In the data below, find every line that has the string "Each", and copy it.

[Stored data]
=====

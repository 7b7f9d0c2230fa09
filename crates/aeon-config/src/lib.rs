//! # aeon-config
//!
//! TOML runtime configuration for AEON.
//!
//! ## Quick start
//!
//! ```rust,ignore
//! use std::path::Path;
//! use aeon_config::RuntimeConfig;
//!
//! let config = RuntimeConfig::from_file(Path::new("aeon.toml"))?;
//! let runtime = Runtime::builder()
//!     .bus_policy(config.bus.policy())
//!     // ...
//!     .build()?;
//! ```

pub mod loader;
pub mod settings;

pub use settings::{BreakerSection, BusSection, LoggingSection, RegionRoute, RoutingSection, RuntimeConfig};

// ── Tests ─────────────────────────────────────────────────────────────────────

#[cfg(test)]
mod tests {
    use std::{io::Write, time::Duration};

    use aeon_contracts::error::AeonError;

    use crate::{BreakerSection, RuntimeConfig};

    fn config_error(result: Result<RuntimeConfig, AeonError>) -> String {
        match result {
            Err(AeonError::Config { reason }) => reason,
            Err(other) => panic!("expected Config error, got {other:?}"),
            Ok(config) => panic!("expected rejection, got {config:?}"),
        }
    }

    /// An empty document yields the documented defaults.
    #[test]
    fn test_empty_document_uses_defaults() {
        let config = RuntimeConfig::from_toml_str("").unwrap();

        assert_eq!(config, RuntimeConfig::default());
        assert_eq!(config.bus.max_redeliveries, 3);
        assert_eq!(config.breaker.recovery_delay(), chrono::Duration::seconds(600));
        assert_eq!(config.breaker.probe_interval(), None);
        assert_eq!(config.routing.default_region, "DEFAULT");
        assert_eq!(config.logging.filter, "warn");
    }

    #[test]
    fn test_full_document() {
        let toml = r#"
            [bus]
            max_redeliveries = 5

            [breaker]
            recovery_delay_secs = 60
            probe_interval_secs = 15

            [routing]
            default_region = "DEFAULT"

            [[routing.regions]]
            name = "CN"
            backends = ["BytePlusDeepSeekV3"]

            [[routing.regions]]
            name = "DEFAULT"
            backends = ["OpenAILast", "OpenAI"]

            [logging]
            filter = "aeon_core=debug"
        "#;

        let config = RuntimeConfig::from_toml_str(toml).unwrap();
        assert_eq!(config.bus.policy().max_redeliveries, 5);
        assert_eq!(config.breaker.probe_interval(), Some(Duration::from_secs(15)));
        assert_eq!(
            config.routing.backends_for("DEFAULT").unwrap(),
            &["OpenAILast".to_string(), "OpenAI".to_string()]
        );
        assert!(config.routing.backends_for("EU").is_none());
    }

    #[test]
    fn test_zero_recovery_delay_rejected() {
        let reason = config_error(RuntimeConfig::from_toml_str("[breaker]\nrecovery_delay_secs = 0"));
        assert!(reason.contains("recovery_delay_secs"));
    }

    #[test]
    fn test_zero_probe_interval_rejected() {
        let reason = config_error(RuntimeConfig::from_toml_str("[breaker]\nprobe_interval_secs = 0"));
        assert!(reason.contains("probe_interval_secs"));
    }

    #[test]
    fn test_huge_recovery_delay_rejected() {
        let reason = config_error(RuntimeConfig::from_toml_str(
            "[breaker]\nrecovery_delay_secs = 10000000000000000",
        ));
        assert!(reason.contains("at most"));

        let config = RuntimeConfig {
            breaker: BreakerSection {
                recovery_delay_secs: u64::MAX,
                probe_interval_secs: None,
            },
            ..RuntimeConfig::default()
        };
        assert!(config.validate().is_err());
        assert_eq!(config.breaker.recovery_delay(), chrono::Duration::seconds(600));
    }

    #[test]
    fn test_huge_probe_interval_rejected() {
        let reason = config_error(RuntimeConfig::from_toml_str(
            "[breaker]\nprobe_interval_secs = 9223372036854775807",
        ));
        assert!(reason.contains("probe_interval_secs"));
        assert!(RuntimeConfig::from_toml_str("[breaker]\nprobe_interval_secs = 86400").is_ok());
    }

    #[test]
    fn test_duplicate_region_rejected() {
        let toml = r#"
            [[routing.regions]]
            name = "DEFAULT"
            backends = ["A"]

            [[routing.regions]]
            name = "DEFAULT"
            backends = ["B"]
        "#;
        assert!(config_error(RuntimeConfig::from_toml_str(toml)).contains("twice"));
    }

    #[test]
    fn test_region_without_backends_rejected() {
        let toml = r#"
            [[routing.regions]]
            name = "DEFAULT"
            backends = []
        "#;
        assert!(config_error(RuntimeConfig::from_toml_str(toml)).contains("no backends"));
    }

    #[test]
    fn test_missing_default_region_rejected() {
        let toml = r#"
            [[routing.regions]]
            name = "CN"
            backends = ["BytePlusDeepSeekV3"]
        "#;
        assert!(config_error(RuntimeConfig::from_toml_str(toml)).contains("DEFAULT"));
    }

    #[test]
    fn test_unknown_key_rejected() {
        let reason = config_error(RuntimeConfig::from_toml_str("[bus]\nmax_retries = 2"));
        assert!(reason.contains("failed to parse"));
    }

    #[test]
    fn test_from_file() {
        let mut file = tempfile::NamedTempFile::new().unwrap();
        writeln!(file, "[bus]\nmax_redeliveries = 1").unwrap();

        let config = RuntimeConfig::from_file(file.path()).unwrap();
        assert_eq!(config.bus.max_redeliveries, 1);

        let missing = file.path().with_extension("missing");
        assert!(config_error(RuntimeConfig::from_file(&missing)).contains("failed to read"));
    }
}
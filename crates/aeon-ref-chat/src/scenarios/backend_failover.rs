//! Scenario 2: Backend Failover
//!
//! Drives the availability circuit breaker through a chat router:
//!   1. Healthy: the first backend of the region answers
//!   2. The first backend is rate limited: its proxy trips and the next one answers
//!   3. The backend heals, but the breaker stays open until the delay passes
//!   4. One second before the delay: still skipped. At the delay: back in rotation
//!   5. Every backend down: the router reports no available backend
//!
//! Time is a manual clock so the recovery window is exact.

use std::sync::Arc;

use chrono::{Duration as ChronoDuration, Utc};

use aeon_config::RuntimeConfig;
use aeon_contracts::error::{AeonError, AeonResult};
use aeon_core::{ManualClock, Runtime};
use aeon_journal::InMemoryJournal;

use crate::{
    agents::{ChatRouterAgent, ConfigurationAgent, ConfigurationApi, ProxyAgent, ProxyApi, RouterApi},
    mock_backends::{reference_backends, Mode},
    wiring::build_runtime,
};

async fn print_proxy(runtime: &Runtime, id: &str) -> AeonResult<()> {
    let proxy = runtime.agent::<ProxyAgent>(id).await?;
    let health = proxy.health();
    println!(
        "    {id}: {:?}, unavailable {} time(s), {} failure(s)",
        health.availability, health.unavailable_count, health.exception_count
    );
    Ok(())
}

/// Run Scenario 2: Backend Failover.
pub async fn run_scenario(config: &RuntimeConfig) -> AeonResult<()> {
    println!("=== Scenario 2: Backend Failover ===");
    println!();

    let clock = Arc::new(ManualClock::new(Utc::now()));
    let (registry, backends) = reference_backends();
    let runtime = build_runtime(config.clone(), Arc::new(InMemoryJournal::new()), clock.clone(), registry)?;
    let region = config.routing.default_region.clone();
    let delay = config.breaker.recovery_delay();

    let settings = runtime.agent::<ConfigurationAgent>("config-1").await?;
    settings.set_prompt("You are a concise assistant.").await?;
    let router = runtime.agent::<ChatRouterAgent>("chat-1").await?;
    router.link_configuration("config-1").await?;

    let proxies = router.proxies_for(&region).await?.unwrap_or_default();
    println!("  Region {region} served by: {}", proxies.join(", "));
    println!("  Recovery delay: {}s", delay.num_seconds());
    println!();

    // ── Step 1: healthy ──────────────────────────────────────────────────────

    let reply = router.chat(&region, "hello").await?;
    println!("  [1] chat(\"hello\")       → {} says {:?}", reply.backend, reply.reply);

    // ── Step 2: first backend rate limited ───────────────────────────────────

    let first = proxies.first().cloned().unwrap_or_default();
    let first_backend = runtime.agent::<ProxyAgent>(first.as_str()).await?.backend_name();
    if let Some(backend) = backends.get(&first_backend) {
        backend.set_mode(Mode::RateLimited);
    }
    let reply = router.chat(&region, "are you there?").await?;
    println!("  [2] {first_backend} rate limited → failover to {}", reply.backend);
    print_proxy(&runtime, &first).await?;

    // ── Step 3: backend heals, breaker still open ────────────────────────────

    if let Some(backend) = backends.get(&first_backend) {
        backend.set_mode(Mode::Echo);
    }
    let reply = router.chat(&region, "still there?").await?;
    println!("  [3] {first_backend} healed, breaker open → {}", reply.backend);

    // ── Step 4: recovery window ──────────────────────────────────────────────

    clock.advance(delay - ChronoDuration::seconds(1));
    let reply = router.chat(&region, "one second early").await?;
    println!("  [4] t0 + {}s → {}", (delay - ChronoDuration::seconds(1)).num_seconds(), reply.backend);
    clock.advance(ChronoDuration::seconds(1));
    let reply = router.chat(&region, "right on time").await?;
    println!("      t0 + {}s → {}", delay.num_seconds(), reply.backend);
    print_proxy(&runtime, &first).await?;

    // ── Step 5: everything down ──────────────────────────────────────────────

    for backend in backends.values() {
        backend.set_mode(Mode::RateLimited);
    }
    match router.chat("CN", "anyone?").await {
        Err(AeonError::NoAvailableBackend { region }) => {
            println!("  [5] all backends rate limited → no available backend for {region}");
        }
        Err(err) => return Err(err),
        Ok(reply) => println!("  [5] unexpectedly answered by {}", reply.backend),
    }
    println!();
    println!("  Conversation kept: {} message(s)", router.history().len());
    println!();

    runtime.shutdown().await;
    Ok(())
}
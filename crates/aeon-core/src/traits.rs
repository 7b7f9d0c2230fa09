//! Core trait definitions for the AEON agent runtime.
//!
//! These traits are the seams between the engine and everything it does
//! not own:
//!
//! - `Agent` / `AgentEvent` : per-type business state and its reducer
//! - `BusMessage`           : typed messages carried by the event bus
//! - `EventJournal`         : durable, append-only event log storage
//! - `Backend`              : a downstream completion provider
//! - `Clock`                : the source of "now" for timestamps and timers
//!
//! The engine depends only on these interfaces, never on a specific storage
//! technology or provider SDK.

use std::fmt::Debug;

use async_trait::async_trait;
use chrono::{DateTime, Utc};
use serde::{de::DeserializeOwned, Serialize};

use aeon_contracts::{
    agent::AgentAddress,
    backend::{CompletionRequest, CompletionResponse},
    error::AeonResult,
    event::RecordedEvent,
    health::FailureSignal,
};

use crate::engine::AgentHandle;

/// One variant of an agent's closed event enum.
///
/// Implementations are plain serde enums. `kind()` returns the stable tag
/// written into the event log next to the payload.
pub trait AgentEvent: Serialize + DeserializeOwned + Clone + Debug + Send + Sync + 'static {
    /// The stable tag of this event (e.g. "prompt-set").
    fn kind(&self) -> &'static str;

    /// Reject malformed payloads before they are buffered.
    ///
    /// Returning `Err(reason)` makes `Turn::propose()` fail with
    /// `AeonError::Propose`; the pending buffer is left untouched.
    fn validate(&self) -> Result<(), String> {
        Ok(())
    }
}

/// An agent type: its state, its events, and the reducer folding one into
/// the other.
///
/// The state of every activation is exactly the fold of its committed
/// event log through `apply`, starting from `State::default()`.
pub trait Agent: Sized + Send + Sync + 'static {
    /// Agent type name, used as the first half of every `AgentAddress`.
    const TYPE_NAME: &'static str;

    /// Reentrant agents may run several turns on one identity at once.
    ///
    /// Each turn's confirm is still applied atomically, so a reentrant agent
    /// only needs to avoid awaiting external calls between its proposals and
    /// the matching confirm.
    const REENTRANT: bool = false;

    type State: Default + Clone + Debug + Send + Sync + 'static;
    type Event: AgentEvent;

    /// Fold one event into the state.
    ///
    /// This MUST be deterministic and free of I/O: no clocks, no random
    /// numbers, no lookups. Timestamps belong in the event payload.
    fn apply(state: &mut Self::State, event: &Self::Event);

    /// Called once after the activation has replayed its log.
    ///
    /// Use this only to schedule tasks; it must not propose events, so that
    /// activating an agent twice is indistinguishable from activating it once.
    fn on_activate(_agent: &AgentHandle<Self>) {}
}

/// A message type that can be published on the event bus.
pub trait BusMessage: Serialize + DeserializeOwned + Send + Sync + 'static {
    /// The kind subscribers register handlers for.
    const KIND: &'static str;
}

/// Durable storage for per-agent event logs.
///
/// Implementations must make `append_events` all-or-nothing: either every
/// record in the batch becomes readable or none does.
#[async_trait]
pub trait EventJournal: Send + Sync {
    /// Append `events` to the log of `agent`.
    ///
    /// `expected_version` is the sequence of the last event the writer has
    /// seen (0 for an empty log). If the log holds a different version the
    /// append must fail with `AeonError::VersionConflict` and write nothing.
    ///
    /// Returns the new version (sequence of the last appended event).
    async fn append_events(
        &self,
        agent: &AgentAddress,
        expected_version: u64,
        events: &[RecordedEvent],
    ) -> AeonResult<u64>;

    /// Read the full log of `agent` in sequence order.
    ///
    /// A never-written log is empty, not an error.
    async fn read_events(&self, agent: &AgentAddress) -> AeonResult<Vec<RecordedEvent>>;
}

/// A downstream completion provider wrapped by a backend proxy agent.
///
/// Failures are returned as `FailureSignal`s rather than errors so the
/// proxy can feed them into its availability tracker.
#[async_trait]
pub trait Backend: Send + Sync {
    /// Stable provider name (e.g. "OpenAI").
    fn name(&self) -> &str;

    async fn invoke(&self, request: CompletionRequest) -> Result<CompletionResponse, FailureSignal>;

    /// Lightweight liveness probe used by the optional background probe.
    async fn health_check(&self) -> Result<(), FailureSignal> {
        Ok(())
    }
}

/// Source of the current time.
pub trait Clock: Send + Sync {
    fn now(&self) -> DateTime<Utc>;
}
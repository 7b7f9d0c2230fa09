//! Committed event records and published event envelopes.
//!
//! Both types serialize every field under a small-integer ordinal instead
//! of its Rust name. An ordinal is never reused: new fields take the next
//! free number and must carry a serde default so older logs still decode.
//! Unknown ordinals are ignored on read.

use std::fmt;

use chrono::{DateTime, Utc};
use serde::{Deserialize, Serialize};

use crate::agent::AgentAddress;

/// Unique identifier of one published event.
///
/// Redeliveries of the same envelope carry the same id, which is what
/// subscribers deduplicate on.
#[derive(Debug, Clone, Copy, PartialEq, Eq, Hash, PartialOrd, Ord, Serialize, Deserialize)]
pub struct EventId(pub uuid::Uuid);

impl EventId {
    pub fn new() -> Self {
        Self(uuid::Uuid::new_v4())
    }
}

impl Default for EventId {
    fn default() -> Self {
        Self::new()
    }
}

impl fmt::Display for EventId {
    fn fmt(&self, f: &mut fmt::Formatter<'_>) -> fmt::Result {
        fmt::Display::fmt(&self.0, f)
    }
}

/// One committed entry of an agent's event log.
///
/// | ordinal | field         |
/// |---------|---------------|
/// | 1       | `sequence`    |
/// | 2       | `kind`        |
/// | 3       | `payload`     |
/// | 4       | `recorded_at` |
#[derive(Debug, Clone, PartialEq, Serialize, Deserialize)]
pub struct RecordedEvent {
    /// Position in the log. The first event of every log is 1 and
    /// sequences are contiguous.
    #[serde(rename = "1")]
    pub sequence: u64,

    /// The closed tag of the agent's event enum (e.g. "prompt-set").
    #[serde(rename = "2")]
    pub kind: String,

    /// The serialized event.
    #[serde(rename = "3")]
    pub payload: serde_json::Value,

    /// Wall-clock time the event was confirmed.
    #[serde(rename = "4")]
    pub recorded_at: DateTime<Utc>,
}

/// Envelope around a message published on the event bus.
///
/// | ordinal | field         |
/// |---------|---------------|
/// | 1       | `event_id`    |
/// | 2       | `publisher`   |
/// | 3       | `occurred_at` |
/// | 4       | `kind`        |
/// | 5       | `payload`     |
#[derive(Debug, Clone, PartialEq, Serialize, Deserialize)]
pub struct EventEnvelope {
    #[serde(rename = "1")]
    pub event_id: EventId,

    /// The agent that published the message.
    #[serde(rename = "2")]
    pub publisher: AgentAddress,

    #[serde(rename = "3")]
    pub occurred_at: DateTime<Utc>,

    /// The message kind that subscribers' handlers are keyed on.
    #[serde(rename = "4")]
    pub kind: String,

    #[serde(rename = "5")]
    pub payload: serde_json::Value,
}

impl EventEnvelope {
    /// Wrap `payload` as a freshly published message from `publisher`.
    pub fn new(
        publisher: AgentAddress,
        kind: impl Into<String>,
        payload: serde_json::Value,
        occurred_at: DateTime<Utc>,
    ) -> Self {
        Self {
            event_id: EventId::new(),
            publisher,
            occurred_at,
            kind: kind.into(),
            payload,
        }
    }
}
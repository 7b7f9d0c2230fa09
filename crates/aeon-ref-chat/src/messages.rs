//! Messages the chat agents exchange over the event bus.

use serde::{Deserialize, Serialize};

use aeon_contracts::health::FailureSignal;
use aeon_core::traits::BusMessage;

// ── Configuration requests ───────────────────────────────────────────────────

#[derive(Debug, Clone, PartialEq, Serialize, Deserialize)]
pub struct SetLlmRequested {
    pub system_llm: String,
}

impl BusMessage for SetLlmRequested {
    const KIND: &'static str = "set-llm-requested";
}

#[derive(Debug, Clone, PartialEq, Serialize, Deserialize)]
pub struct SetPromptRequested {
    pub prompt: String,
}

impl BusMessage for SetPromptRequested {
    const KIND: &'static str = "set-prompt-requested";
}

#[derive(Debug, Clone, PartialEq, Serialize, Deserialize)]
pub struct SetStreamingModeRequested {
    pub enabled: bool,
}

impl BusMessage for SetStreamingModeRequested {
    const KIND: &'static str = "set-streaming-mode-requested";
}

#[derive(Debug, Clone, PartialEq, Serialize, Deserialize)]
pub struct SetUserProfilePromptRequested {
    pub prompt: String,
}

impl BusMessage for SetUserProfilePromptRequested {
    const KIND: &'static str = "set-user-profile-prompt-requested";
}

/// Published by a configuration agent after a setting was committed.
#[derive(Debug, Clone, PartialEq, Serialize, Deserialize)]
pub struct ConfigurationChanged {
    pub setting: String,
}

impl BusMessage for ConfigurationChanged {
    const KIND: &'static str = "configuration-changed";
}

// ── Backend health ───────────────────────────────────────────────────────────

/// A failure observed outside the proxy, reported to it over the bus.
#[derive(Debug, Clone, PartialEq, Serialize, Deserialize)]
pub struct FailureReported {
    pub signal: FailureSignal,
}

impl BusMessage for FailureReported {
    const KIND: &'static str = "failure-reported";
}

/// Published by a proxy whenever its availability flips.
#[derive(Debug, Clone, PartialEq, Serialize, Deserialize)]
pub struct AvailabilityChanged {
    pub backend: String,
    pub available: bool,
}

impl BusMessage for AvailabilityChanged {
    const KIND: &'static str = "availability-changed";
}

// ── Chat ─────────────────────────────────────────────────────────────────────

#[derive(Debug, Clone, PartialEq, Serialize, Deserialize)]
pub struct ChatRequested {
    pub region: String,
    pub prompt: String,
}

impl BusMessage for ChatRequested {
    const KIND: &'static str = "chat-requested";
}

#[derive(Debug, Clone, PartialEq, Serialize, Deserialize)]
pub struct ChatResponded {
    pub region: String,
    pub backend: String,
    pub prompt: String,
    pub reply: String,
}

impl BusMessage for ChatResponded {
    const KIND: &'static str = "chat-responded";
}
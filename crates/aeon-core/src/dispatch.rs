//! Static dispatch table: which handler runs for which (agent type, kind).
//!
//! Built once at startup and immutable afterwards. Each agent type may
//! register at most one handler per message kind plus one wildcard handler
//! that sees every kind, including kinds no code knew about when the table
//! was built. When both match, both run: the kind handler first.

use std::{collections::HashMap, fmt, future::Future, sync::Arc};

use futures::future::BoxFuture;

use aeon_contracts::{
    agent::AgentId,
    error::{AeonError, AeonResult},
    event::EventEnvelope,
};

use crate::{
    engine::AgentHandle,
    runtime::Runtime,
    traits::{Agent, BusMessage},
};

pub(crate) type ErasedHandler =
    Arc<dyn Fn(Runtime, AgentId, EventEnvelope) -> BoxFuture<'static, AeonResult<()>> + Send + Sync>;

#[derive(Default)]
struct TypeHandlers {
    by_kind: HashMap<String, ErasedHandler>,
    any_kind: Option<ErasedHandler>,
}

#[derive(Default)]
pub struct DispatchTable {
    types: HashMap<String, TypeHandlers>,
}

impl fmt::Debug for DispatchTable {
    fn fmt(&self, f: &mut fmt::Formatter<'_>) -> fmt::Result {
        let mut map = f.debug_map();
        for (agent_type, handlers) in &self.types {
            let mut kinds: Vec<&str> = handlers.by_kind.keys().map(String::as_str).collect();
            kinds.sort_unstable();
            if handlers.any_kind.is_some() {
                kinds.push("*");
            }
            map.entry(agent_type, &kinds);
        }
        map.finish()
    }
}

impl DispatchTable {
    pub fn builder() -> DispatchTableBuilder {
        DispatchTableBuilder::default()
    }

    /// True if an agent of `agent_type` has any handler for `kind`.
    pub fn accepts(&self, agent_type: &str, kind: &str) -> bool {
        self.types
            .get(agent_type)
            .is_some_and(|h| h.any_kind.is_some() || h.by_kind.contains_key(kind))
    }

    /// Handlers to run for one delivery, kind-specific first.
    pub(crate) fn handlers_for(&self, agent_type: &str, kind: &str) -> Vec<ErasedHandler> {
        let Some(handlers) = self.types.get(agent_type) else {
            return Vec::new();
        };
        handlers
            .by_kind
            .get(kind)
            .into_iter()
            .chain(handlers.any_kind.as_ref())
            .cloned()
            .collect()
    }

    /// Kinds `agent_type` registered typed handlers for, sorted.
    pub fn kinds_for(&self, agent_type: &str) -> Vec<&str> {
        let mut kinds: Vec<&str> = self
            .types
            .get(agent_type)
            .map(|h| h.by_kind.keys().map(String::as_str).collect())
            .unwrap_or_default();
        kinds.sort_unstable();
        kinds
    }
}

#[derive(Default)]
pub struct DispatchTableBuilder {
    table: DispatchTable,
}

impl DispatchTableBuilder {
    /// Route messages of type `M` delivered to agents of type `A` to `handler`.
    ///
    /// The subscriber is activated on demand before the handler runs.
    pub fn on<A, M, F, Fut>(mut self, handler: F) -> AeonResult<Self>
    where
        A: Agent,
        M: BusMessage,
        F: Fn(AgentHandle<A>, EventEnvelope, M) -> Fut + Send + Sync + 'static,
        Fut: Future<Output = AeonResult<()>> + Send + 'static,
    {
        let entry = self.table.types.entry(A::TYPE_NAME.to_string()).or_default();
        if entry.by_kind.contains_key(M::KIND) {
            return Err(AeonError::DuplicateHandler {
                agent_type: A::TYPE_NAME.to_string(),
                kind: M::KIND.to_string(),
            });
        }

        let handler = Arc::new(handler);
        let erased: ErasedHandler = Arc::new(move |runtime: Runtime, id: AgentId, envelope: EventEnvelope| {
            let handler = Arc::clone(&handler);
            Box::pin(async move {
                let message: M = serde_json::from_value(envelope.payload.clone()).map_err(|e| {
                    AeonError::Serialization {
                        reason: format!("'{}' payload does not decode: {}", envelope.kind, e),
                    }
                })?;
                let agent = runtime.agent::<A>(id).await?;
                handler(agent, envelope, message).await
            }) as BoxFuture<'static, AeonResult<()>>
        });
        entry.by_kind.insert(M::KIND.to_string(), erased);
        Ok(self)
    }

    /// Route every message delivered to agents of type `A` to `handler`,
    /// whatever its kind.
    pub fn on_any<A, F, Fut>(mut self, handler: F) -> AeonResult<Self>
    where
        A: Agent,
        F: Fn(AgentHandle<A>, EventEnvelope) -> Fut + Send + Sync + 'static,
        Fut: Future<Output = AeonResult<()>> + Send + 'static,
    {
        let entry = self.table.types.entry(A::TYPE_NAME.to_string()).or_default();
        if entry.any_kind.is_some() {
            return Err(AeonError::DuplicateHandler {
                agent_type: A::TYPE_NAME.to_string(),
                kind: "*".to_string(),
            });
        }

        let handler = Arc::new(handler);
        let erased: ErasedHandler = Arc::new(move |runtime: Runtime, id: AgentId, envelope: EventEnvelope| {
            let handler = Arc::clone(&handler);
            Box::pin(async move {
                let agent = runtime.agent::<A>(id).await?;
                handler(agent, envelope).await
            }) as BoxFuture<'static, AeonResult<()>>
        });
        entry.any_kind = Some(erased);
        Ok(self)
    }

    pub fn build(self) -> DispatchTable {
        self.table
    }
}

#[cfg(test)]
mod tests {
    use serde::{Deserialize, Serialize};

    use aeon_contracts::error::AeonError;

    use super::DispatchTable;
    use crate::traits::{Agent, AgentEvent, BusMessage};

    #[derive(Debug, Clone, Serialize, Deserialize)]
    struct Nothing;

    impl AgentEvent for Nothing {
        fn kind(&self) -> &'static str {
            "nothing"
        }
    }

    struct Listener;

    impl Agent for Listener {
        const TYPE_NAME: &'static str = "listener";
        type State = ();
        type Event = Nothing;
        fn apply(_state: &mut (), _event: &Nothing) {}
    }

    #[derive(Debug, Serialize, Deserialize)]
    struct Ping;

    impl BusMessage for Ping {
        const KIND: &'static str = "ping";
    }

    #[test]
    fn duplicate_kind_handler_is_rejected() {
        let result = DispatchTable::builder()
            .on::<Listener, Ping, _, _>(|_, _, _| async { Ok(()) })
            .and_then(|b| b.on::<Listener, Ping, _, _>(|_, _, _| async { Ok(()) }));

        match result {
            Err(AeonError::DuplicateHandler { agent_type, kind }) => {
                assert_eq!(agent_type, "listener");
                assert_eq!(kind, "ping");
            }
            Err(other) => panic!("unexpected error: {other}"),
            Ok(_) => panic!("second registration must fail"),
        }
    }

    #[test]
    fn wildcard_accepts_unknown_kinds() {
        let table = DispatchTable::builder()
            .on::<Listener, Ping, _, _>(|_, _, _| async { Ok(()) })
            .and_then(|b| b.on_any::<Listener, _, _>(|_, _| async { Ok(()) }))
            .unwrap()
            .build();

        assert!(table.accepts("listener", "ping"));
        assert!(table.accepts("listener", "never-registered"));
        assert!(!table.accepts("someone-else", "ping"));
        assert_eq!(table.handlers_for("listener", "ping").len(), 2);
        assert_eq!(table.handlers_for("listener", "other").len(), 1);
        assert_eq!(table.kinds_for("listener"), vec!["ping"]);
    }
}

=====

Exercise solution -
    /// Each turn's confirm is still applied atomically, so a reentrant agent
//! Built once at startup and immutable afterwards. Each agent type may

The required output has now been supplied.